▶ [What you have to do] Tally up the lines below containing the string "pair", then write the number alone.

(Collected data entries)
=== Section Start ===

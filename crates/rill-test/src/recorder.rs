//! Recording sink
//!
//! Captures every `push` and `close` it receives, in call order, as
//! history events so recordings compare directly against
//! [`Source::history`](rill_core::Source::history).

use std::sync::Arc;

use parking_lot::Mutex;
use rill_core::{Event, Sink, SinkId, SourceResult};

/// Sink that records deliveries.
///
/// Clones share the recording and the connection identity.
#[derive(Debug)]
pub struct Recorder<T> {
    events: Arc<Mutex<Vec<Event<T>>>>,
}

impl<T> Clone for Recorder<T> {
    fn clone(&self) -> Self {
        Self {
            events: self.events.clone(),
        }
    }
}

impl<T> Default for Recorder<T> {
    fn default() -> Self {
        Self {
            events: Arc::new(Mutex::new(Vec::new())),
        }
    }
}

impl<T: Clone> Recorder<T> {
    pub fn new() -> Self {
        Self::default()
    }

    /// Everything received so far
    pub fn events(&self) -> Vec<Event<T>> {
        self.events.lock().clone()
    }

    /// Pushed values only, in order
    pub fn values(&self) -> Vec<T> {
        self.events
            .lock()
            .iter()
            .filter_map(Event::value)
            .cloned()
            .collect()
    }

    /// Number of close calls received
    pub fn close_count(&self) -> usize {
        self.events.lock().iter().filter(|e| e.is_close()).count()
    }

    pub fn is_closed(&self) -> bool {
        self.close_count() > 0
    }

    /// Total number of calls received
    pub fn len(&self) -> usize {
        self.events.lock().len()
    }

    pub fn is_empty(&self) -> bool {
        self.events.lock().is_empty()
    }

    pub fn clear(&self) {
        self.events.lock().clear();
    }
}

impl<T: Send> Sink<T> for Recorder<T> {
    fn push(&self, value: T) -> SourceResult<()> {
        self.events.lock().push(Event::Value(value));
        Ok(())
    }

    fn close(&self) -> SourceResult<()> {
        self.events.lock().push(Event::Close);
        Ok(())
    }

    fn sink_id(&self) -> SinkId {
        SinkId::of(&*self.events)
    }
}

=== Section End ===
=== Section Start ===

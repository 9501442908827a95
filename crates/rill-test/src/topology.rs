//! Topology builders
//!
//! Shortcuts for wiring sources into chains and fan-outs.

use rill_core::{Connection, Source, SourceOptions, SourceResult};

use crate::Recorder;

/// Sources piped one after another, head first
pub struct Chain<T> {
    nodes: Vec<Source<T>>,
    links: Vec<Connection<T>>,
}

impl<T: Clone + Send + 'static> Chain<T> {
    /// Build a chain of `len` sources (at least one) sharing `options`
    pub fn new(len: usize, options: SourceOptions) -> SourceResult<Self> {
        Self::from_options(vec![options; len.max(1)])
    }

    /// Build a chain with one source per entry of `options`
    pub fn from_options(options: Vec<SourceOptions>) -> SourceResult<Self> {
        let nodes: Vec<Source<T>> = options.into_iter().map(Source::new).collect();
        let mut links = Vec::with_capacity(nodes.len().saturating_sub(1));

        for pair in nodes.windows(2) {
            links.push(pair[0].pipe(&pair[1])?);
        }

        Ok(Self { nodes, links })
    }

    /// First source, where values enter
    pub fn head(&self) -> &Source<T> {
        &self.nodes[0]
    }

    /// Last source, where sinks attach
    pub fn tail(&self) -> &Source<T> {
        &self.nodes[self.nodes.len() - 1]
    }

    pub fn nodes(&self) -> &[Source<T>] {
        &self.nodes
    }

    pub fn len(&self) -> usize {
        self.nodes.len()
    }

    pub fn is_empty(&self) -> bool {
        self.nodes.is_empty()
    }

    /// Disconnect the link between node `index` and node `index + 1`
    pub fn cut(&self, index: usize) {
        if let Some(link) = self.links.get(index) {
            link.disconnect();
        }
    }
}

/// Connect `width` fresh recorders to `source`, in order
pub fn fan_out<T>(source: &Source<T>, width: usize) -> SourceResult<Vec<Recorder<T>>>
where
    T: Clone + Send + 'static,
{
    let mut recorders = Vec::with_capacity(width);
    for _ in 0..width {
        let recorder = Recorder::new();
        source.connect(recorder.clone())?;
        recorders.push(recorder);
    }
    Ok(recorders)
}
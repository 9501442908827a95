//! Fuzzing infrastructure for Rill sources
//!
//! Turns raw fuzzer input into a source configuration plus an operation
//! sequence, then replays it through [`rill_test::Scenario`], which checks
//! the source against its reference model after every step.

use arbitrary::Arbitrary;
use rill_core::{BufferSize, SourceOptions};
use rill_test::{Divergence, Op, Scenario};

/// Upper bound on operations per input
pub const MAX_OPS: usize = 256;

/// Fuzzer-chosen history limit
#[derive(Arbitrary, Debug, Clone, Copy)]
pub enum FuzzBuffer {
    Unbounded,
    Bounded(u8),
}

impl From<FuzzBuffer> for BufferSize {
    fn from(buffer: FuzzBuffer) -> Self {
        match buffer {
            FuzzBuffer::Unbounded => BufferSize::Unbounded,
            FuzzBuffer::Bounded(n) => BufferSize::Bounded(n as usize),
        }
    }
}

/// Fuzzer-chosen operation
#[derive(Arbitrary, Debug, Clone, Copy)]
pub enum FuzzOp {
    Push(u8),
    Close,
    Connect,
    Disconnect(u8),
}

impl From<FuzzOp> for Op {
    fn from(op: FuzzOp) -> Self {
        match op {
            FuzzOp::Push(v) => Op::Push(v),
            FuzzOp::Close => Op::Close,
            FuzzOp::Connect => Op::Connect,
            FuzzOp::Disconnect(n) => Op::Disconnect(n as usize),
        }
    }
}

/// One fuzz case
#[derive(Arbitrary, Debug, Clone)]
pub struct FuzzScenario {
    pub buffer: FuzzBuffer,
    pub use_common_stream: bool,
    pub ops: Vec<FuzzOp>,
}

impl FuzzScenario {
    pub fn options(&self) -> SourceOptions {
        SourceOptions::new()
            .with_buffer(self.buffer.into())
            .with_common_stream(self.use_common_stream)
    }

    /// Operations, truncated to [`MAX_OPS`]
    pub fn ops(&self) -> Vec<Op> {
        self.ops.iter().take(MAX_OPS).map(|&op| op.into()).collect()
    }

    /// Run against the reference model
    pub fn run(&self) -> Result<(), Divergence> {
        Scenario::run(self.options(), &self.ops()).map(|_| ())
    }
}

=== Section End ===

▶ [Answer to this task] 2